But other traditions are far less impressive, most notably the make-believe hysteria that occurs every time the federal government approaches its “debt limit.”

High-level government officials will publicly fret that a failure to increase the limit will produce an unprecedented calamity because the Treasury Department will be forced to default on U.S. government debt, thus triggering a global panic.

And this triggers anxiety in predictable quarters.

A story in USA Today is representative of the sky-is-falling mentality.

Congress will confront a potentially devastating financial crisis in September as lawmakers scramble to…prevent the nation from defaulting on its debt for the first time in history. …The debt limit, set by Congress, is the legal amount the U.S. Treasury can borrow to pay the government’s existing bills, including Social Security and Medicare benefits, military salaries, tax refunds, interest on the national debt, and other obligations. The government has never defaulted on its debt before, and no one knows for sure what the impact would be. However, economists warn that it could plunge the U.S. back into recession and spark a global economic crisis.

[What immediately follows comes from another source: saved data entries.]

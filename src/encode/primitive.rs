// Encode primitive: SourceImage + (w, h, quality, format) -> EncodedResult

use tracing::debug;

use crate::encode::quality::Quality;
use crate::encode::size::SizeMode;
use crate::error::ImageToolError;
use crate::raster::format::OutputFormat;
use crate::raster::source::SourceImage;
use crate::raster::surface::{Surface, check_format_size};

/// Parameters of a single encode.
#[derive(Debug, Clone, Copy, PartialEq)]
pub struct EncodeRequest {
    pub width: u32,
    pub height: u32,
    pub quality: Quality,
    pub format: OutputFormat,
}

impl EncodeRequest {
    /// Encode at the image's own dimensions.
    pub fn full_size(image: &SourceImage, quality: Quality, format: OutputFormat) -> Self {
        Self {
            width: image.width(),
            height: image.height(),
            quality,
            format,
        }
    }
}

/// Output of one encode attempt. The payload belongs to the caller.
#[derive(Debug, Clone, PartialEq)]
pub struct EncodedResult {
    /// Reported size in bytes; exact or estimated depending on [`SizeMode`].
    pub size: usize,
    pub quality: Quality,
    pub format: OutputFormat,
    pub width: u32,
    pub height: u32,
    pub data: Vec<u8>,
}

/// The one operation every encoder mode is built on.
///
/// Implementations must be deterministic: the same image and request always
/// produce the same bytes.
pub trait EncodePrimitive {
    fn encode_at(
        &mut self,
        image: &SourceImage,
        request: &EncodeRequest,
    ) -> crate::error::Result<EncodedResult>;
}

impl<E: EncodePrimitive + ?Sized> EncodePrimitive for &mut E {
    fn encode_at(
        &mut self,
        image: &SourceImage,
        request: &EncodeRequest,
    ) -> crate::error::Result<EncodedResult> {
        (**self).encode_at(image, request)
    }
}

/// Draws onto an owned [`Surface`] and serializes it with the `image` codecs.
#[derive(Debug, Default)]
pub struct CanvasEncoder {
    surface: Surface,
    size_mode: SizeMode,
}

impl CanvasEncoder {
    pub fn new(size_mode: SizeMode) -> Self {
        Self {
            surface: Surface::new(),
            size_mode,
        }
    }
}

impl EncodePrimitive for CanvasEncoder {
    fn encode_at(
        &mut self,
        image: &SourceImage,
        request: &EncodeRequest,
    ) -> crate::error::Result<EncodedResult> {
        if request.width == 0 || request.height == 0 {
            return Err(ImageToolError::invalid_parameter(format!(
                "dimensions must be positive, got {}x{}",
                request.width, request.height
            )));
        }

        check_format_size(request.format, request.width, request.height)?;
        self.surface.draw(image, request.width, request.height)?;
        let data = self.surface.serialize(request.format, request.quality)?;
        let size = self.size_mode.measure(request.format, &data);

        debug!(
            width = request.width,
            height = request.height,
            quality = request.quality.get(),
            format = request.format.label(),
            size,
            "encoded"
        );

        Ok(EncodedResult {
            size,
            quality: request.quality,
            format: request.format,
            width: request.width,
            height: request.height,
            data,
        })
    }
}
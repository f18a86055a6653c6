use std::path::{Path, PathBuf};

use serde::Deserialize;

use crate::encode::size::SizeMode;

#[derive(Debug, Clone, Deserialize)]
#[serde(default)]
pub struct Settings {
    pub quality: f64,
    pub resize_quality: f64,
    pub size_mode: SizeMode,
    pub keep_aspect: bool,
    pub parallel_workers: usize,
    pub output_dir: PathBuf,
    pub report_path: Option<PathBuf>,
}

impl Default for Settings {
    fn default() -> Self {
        Settings {
            quality: 0.7,
            resize_quality: 0.9,
            size_mode: SizeMode::Exact,
            keep_aspect: true,
            parallel_workers: 0,
            output_dir: PathBuf::from("."),
            report_path: None,
        }
    }
}

impl Settings {
    pub fn from_yaml(yaml: &str) -> crate::error::Result<Self> {
        serde_yml::from_str(yaml).map_err(|e| {
            crate::error::ImageToolError::config(format!("Failed to parse settings YAML: {e}"))
        })
    }

    pub fn from_file(path: &Path) -> crate::error::Result<Self> {
        let content = std::fs::read_to_string(path)?;
        Self::from_yaml(&content)
    }
}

Paul Krugman is predictably hysterical about the prospect.

The odds of a self-inflicted US debt crisis now look pretty good: hard-line Republicans are eager to hold the economy hostage… So it looks fairly likely that by October or so there will come a day when the U.S. government stops paying some of its bills, including interest on debt. How bad will that be? The truth is that we don’t know.. Until now, US debt has played a special role in the world economy, because it is — or was — the ultimate safe asset, the thing people can use to secure transactions with no questions about it retaining its value. …Taking away that role could be very nasty.

Even some establishment voices are fanning the flames, including Maya MacGuineas of the Committee for a Responsible Federal Budget.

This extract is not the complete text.